The Maui natural gas field is an offshore gas, natural gas condensate and oil field in New Zealand. It produces hydrocarbons that are burned for electricity generation at the Huntly Power Station and other plants, or are distributed for use by the country's households and businesses. It is located in the Tasman Sea, 35 km off the coast of Taranaki and to the southwest of New Plymouth. It covers an area of 157 square kilometres and is located in 110 metres of water.

==Discovery and ownership==
The gas field was discovered in 1969 by a joint venture of Royal Dutch/Shell, British Petroleum and Todd Petroleum. It was considered a "giant" field at the time of discovery. Government investment led to a government organisation later called Petrocorp taking a 50% interest. This was later bought out by Fletcher Challenge Energy. By the end of the Maui gas contract in 2009, the Maui Mining Companies were made up of Shell (83.75%), OMV New Zealand (10%), and Todd Energy (6.25%). OMV New Zealand owns and operates the Maui gas field having acquired the 83.75% share from Shell Exploration NZ and the 6.25% share from Todd Energy since the end of 2018.

==Operations and reserves==
Two platforms operate in the field: full production from Maui A began in 1979; Maui B was installed 13 years later.

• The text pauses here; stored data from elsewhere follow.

use vigil_protocol::error::VigilError;
use vigil_protocol::jsonrpc::{methods, JsonRpcRequest, JsonRpcResponse, RequestId, JSONRPC_VERSION};
use vigil_protocol::mcp::{
    CallToolParams, InitializeParams, InitializeResult, ServerCapabilities, ServerInfo, ToolCallResult,
    ToolDefinition, ToolsCapability, ToolsListResult, MCP_PROTOCOL_VERSION,
};
use vigil_resilience::RateLimitDecision;
use vigil_security::{ApiKeyValidationCache, AuditLog, SchemaValidator, SecurityError};

use crate::health::FeatureManager;
use crate::registry::{ToolContext, ToolRegistry};
use crate::session::{Session, SessionRegistry};

pub struct Dispatcher {
    tools: ToolRegistry,
    features: Arc<FeatureManager>,
    rate_limiter: Arc<vigil_resilience::RateLimiterFamily>,
    schema: SchemaValidator,
    sessions: Arc<SessionRegistry>,
    key_cache: Arc<ApiKeyValidationCache>,
    audit: Option<Arc<AuditLog>>,
}

impl Dispatcher {
    pub fn new(
        tools: ToolRegistry,
        features: Arc<FeatureManager>,
        rate_limiter: Arc<vigil_resilience::RateLimiterFamily>,
        schema: SchemaValidator,
        sessions: Arc<SessionRegistry>,
        key_cache: Arc<ApiKeyValidationCache>,
        audit: Option<Arc<AuditLog>>,
    ) -> Self {
        Self { tools, features, rate_limiter, schema, sessions, key_cache, audit }
    }

    pub fn sessions(&self) -> &Arc<SessionRegistry> {
        &self.sessions
    }

    /// Dispatches one parsed request. Returns `None` for notifications,
    /// which never get a response written back to the transport.
    pub async fn handle_request(&self, session: &Arc<Session>, request: JsonRpcRequest) -> Option<JsonRpcResponse> {
        let id = request.id.clone();
        let is_notification = request.is_notification();

        let result = if request.jsonrpc != JSONRPC_VERSION {
            Err(VigilError::InvalidRequest("unsupported jsonrpc version".into()))
        } else if !session.is_authenticated() && request.method != methods::AUTH && request.method != methods::PING {
            // Until authenticated, only `auth` and `ping` are admitted (spec.md §4.1).
            Err(VigilError::Auth { reason: "connection is not authenticated".into() })
        } else if session.closing.is_cancelled() && request.method != methods::PING {
            // Key revocation trips the same token a graceful shutdown does
            // (spec.md §4.12 testable property 6): either way, a *new*
            // request on this connection is refused rather than served.
            Err(VigilError::Auth { reason: "connection has been revoked or is shutting down".into() })
        } else {
            self.route(session, &request, id.clone()).await
        };

        if is_notification {
            return None;
        }

        match result {
            Ok(Some(value)) => Some(JsonRpcResponse::success(id, value)),
            Ok(None) => None,
            Err(error) => respond(id, Err(error)),
        }
    }

    async fn route(
        &self,
        session: &Arc<Session>,
        request: &JsonRpcRequest,
        id: Option<RequestId>,
    ) -> Result<Option<Value>, VigilError> {
        match request.method.as_str() {
            methods::AUTH => self.handle_auth(session, request.params.clone()).await.map(Some),
            methods::PING => Ok(Some(json!({ "status": "pong" }))),
            methods::INITIALIZE => self.handle_initialize(request.params.clone()).map(Some),
            methods::INITIALIZED => Ok(None),
            methods::TOOLS_LIST => Ok(Some(self.handle_tools_list())),
            methods::TOOLS_CALL => {
                let req_id = id.clone().unwrap_or(RequestId::Number(0));
                self.handle_tools_call(session, req_id, request.params.clone()).await.map(Some)
            }
            methods::CANCEL_REQUEST => {
                self.handle_cancel_request(session, request.params.clone());
                Ok(None)
            }
            other => Err(VigilError::MethodNotFound(other.to_string())),
        }
    }

    fn handle_initialize(&self, params: Option<Value>) -> Result<Value, VigilError> {
        if let Some(v) = params {
            let _params: InitializeParams =
                serde_json::from_value(v).map_err(|e| VigilError::InvalidParams(e.to_string()))?;
        }
        let result = InitializeResult {
            protocol_version: MCP_PROTOCOL_VERSION.to_string(),
            capabilities: ServerCapabilities { tools: ToolsCapability { list_changed: false } },
            server_info: ServerInfo { name: "vigil-sentry".to_string(), version: env!("CARGO_PKG_VERSION").to_string() },
        };
        serde_json::to_value(result).map_err(|e| VigilError::internal(e))
    }

    fn handle_tools_list(&self) -> Value {
        let tools: Vec<ToolDefinition> = self
            .tools
            .all()
            .filter(|t| self.features.is_available(t.name()))
            .map(|t| t.definition())
            .collect();
        serde_json::to_value(ToolsListResult { tools }).unwrap_or(Value::Null)
    }

    async fn handle_auth(&self, session: &Arc<Session>, params: Option<Value>) -> Result<Value, VigilError> {
        #[derive(serde::Deserialize)]
        struct AuthParams {
            api_key: String,
        }

        let correlation_id = Uuid::new_v4();
        let params: AuthParams = match params {
            Some(v) => serde_json::from_value(v).map_err(|e| VigilError::InvalidParams(e.to_string()))?,
            None => return Err(VigilError::Auth { reason: "missing api_key".into() }),
        };

        let key = self
            .key_cache
            .validate(&params.api_key)
            .await
            .map_err(|e| VigilError::internal(anyhow::anyhow!(e.to_string())))?;

        let key = match key {
            Some(k) if k.is_valid_at(Utc::now()) => k,
            _ => {
                self.log_auth(correlation_id, None, false);
                return Err(VigilError::Auth { reason: "invalid, expired, or revoked api key".into() });
            }
        };

        let key_id = key.key_id;
        let expires_at = key.expires_at;
        let permissions = key.permissions.clone();
        session.authenticate(key);
        self.sessions.register(session.clone());
        self.log_auth(correlation_id, Some(&key_id.to_string()), true);

        Ok(json!({
            "session_id": session.connection_id,
            "permissions": permissions,
            "expires_at": expires_at,
        }))
    }

    fn handle_cancel_request(&self, session: &Arc<Session>, params: Option<Value>) {
        #[derive(serde::Deserialize)]
        struct CancelParams {
            id: RequestId,
        }
        if let Some(v) = params {
            if let Ok(p) = serde_json::from_value::<CancelParams>(v) {
                session.cancel_request(&p.id);
            }
        }
    }

    async fn handle_tools_call(
        &self,
        session: &Arc<Session>,
        request_id: RequestId,
        params: Option<Value>,
    ) -> Result<Value, VigilError> {
        let correlation_id = Uuid::new_v4();
        let outcome = self.run_tool_call(session, request_id.clone(), params, correlation_id).await;
        session.end_request(&request_id);
        outcome
    }

    async fn run_tool_call(
        &self,
        session: &Arc<Session>,
        request_id: RequestId,
        params: Option<Value>,
        correlation_id: Uuid,
    ) -> Result<Value, VigilError> {
        let params: CallToolParams = match params {
            Some(v) => serde_json::from_value(v).map_err(|e| VigilError::InvalidParams(e.to_string()))?,
            None => return Err(VigilError::InvalidParams("missing params for tools/call".into())),
        };

        let tool = self
            .tools
            .get(&params.name)
            .ok_or_else(|| VigilError::MethodNotFound(format!("unknown tool: {}", params.name)))?;

        // 1. Rate limit: global + per-connection + per-API-key token buckets.
        let key_id = session.key_id().map(|k| k.to_string());
        let rate_limit_per_minute = session.api_key().map(|k| k.rate_limit_per_minute);
        let decision = self.rate_limiter.check(
            &session.connection_id,
            key_id.as_deref().zip(rate_limit_per_minute),
        );
        if let RateLimitDecision::Reject { retry_after } = decision {
            self.log_rate_limited(correlation_id, &session.connection_id);
            return Err(VigilError::RateLimited { retry_after_secs: retry_after.as_secs().max(1) });
        }

        // 2. Feature availability.
        if let Some(reason) = self.features.availability(tool.name()) {
            return Err(VigilError::FeatureUnavailable { reason });
        }

        // 3. Permission grant on the caller's API key.
        if let Some(required) = tool.required_permission() {
            if !session.has_permission(required) {
                return Err(VigilError::Auth { reason: format!("missing required permission: {required}") });
            }
        }

        // 4. Schema validation.
        self.schema.validate(tool.name(), &params.arguments).map_err(security_error_to_vigil)?;

        // 5. Invoke with a cancellable deadline.
        let cancellation = session.begin_request(request_id);
        let ctx = ToolContext { cancellation: cancellation.clone(), correlation_id };
        let tool_timeout = tool.timeout();

        let call_result = tokio::select! {
            biased;
            _ = cancellation.cancelled() => {
                if session.closing.is_cancelled() {
                    Err(VigilError::ShuttingDown)
                } else {
                    Err(VigilError::ToolDomain { code: -32002, message: "request cancelled".into() })
                }
            }
            outcome = timeout(tool_timeout, tool.call(params.arguments, &ctx)) => {
                match outcome {
                    Ok(inner) => inner,
                    Err(_) => Err(VigilError::ToolDomain {
                        code: -32001,
                        message: format!("tool '{}' exceeded {:?} deadline", tool.name(), tool_timeout),
                    }),
                }
            }
        };

        self.log_tool_call(correlation_id, tool.name(), call_result.is_ok());

        // 6. Wrap success into MCP content; failures propagate as VigilError
        // and get mapped to JSON-RPC error objects by the caller.
        let value = call_result?;
        let wrapped = ToolCallResult::json(value);
        serde_json::to_value(wrapped).map_err(|e| VigilError::internal(e))
    }

    fn log_tool_call(&self, correlation_id: Uuid, tool: &str, success: bool) {
        if let Some(audit) = &self.audit {
            if let Err(e) = audit.log_tool_call(correlation_id, tool, success, 0) {
                tracing::warn!(error = %e, "failed to write audit log entry");
            }
        }
    }

    fn log_rate_limited(&self, correlation_id: Uuid, connection_id: &str) {
        if let Some(audit) = &self.audit {
            if let Err(e) = audit.log_rate_limited(correlation_id, connection_id) {
                tracing::warn!(error = %e, "failed to write audit log entry");
            }
        }
    }

    fn log_auth(&self, correlation_id: Uuid, key_id: Option<&str>, success: bool) {
        if let Some(audit) = &self.audit {
            if let Err(e) = audit.log_auth(correlation_id, key_id, success) {
                tracing::warn!(error = %e, "failed to write audit log entry");
            }
        }
    }
}

fn security_error_to_vigil(error: SecurityError) -> VigilError {
    match error {
        SecurityError::SchemaMismatch { reason, .. } => VigilError::InvalidParams(reason),
        SecurityError::UnknownTool(name) => VigilError::MethodNotFound(name),
        other => VigilError::internal(anyhow::anyhow!(other.to_string())),
    }
}

/// Maps `vigil_security::sanitize::validate_frame`'s rejection reasons onto
/// the wire error codes spec.md §4.2 names: size/encoding/nesting problems
/// are a parse failure (-32700); a frame that parses as JSON but isn't a
/// valid JSON-RPC 2.0 request is a request-shape failure (-32600). Used by
/// every transport before a frame ever reaches the dispatcher.
pub fn frame_error_to_vigil(error: SecurityError) -> VigilError {
    match error {
        SecurityError::InvalidJsonRpc(reason) => VigilError::InvalidRequest(reason),
        other => VigilError::Parse(other.to_string()),
    }
}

Much of the gas from Maui was used to supply the Motunui synthetic petrol plant from 1986 until it ceased operation in 2004. An onshore naphtha refining plant was installed in 1999. The floating production storage and offloading vessel Whakaaropai was installed as part of the final development phases in 1996, for the production of oil from Maui B. It was sold in 2005 when the recoverable oil reserves had been exhausted.

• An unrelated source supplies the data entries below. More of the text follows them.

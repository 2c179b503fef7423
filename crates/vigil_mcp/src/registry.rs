//! Tool registry and the `ToolHandler` trait every tool implements
//! (spec.md §4.6, C11). Modeled on the teacher's `ToolRegistry`/`McpTool`
//! pair, generalized from synchronous file-system tools to async handlers
//! over the SIEM/threat-intel/correlation engines, each carrying its own
//! schema, timeout, required permission, and feature dependencies.

use async_trait::async_trait;
use serde_json::Value;
use std::collections::HashMap;
use std::sync::Arc;
use std::time::Duration;
use tokio_util::sync::CancellationToken;
use uuid::Uuid;
use vigil_protocol::error::VigilError;
use vigil_protocol::mcp::ToolDefinition;

use crate::health::FeatureRequirement;

/// Per-call context threaded into every handler: cancellation (tripped by
/// client disconnect, `$/cancelRequest`, deadline, or shutdown) and the
/// correlation id used to tie together logs and the error response.
pub struct ToolContext {
    pub cancellation: CancellationToken,
    pub correlation_id: Uuid,
}

#[async_trait]
pub trait ToolHandler: Send + Sync {
    fn name(&self) -> &'static str;
    fn description(&self) -> &'static str;
    fn input_schema(&self) -> Value;

    /// Permission key checked against the caller's API key (spec.md §4.6
    /// step 3). `None` means no specific grant is required beyond a valid
    /// session.
    fn required_permission(&self) -> Option<&'static str> {
        None
    }

    /// Per-tool deadline (spec.md §4.6 step 5: default 60s, up to 300s).
    fn timeout(&self) -> Duration {
        Duration::from_secs(60)
    }

    /// Dependencies the Feature Manager (C10) must see healthy before this
    /// tool is listed or callable.
    fn feature_requirement(&self) -> FeatureRequirement {
        FeatureRequirement::none()
    }

    async fn call(&self, args: Value, ctx: &ToolContext) -> Result<Value, VigilError>;

    fn definition(&self) -> ToolDefinition {
        ToolDefinition {
            name: self.name().to_string(),
            description: self.description().to_string(),
            input_schema: self.input_schema(),
        }
    }
}

pub struct ToolRegistry {
    tools: HashMap<&'static str, Arc<dyn ToolHandler>>,
}

impl ToolRegistry {
    pub fn new() -> Self {
        Self { tools: HashMap::new() }
    }

    pub fn register(&mut self, tool: Arc<dyn ToolHandler>) {
        self.tools.insert(tool.name(), tool);
    }

    pub fn get(&self, name: &str) -> Option<Arc<dyn ToolHandler>> {
        self.tools.get(name).cloned()
    }

    pub fn names(&self) -> impl Iterator<Item = &'static str> + '_ {
        self.tools.keys().copied()
    }

    pub fn all(&self) -> impl Iterator<Item = &Arc<dyn ToolHandler>> {
        self.tools.values()
    }
}

impl Default for ToolRegistry {
    fn default() -> Self {
        Self::new()
    }
}
//! `stream_events` tool (spec.md §4.8 "Plain streaming"): fixed-size
//! cursor-paginated chunks with no session semantics, stopping after
//! `max_chunks` or cursor exhaustion.

use std::sync::Arc;

use async_trait::async_trait;
use serde::Deserialize;
use serde_json::{json, Value};

use vigil_domain::stream::StreamCursor;
use vigil_protocol::error::VigilError;
use vigil_query::stream_events;
use vigil_resilience::CircuitBreaker;
use vigil_siem::{IndexPatternRegistry, IndexPatternSpec, SiemClient};

use crate::registry::{ToolContext, ToolHandler};
use crate::tools::common::{build_query, full_event, resolve_indices, resolve_window, with_breaker, EventFilter, IndexResolution};

const DEFAULT_CHUNK_SIZE: u32 = 100;
const DEFAULT_MAX_CHUNKS: u32 = 10;

pub struct StreamEventsTool {
    client: Arc<SiemClient>,
    indices: Arc<IndexPatternRegistry>,
    breaker: Arc<CircuitBreaker>,
}

impl StreamEventsTool {
    pub fn new(client: Arc<SiemClient>, indices: Arc<IndexPatternRegistry>, breaker: Arc<CircuitBreaker>) -> Self {
        Self { client, indices, breaker }
    }

    fn index_spec() -> IndexPatternSpec {
        IndexPatternSpec::with_fallback("siem-events-*", "logs-*", false)
    }
}

#[derive(Debug, Deserialize)]
struct StreamEventsParams {
    #[serde(flatten)]
    filter: EventFilter,
    #[serde(default = "default_chunk_size")]
    chunk_size: u32,
    #[serde(default = "default_max_chunks")]
    max_chunks: u32,
    #[serde(default)]
    cursor: Option<String>,
}

fn default_chunk_size() -> u32 {
    DEFAULT_CHUNK_SIZE
}

fn default_max_chunks() -> u32 {
    DEFAULT_MAX_CHUNKS
}

#[async_trait]
impl ToolHandler for StreamEventsTool {
    fn name(&self) -> &'static str {
        "stream_events"
    }

    fn description(&self) -> &'static str {
        "Stream SIEM events in fixed-size, duplicate-free chunks via cursor pagination."
    }

    fn input_schema(&self) -> Value {
        json!({
            "type": "object",
            "properties": {
                "source_ip": { "type": "string" },
                "destination_ip": { "type": "string" },
                "category": { "type": "string" },
                "technique": { "type": "string" },
                "since": { "type": "string", "format": "date-time" },
                "until": { "type": "string", "format": "date-time" },
                "chunk_size": { "type": "integer", "minimum": 1 },
                "max_chunks": { "type": "integer", "minimum": 1 },
                "cursor": { "type": "string" }
            }
        })
    }

    fn required_permission(&self) -> Option<&'static str> {
        Some("query_events")
    }

    async fn call(&self, args: Value, _ctx: &ToolContext) -> Result<Value, VigilError> {
        let params: StreamEventsParams =
            serde_json::from_value(args).map_err(|e| VigilError::InvalidParams(e.to_string()))?;
        let (since, until) = resolve_window(params.filter.since, params.filter.until);
        let query = build_query(&params.filter, since, until);

        let indices = match resolve_indices(&self.indices, &self.breaker, "stream_events", &Self::index_spec()).await? {
            IndexResolution::Resolved(v) => v,
            IndexResolution::Diagnostic(v) => return Ok(v),
        };

        let cursor = match &params.cursor {
            Some(raw) => {
                Some(StreamCursor::decode(raw).map_err(|e| VigilError::InvalidParams(format!("invalid cursor: {e}")))?)
            }
            None => None,
        };

        let outcome = with_breaker(
            &self.breaker,
            stream_events(&self.client, &indices, &query, params.chunk_size, params.max_chunks, cursor),
        )
        .await?;

        Ok(json!({
            "events": outcome.events.into_iter().map(full_event).collect::<Vec<_>>(),
            "next_cursor": outcome.next_cursor.map(|c| c.encode()),
            "chunks_fetched": outcome.chunks_fetched,
        }))
    }
}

Gas is piped to power stations for electricity generation at Stratford and Huntly. Electricity production from the gas grew steadily from the 1970s, with it providing 30% of New Zealand's electricity in 2002. Production declined in the 2000s as the gas was depleted, providing just 16% of the country's electricity in 2005. The gas is also distributed through high-pressure pipelines for industrial and domestic use around the North Island. This used 30% of the gas produced in 2005.

In 2005, the Maui fields oil reserves were estimated to be 92% depleted, and the Maui field gas reserves were estimated to be 91% depleted.

In 2014, the New Zealand government revised its published estimates of natural gas reserves. "The biggest news of the recalculation involves one of the oldest gas producers. When the offshore Maui field was discovered in 1969 and
developed 10 years later, it was forecast it would be exhausted in 30 years. But now its remaining proved reserves have been doubled to 133 PJ
and its 2P reserves more than doubled to 466 PJ".

As at 2025, the New Zealand government's official published estimate of the 1P reserves for the Maui field was 20.59 PJ. Its 2P reserves were estimated at 39.86 PJ. Gross production over the period 2015-2025 was 338.77 PJ, with yearly production varying between 40.08 PJ (in 2024) and 18.04 PJ (in 2025).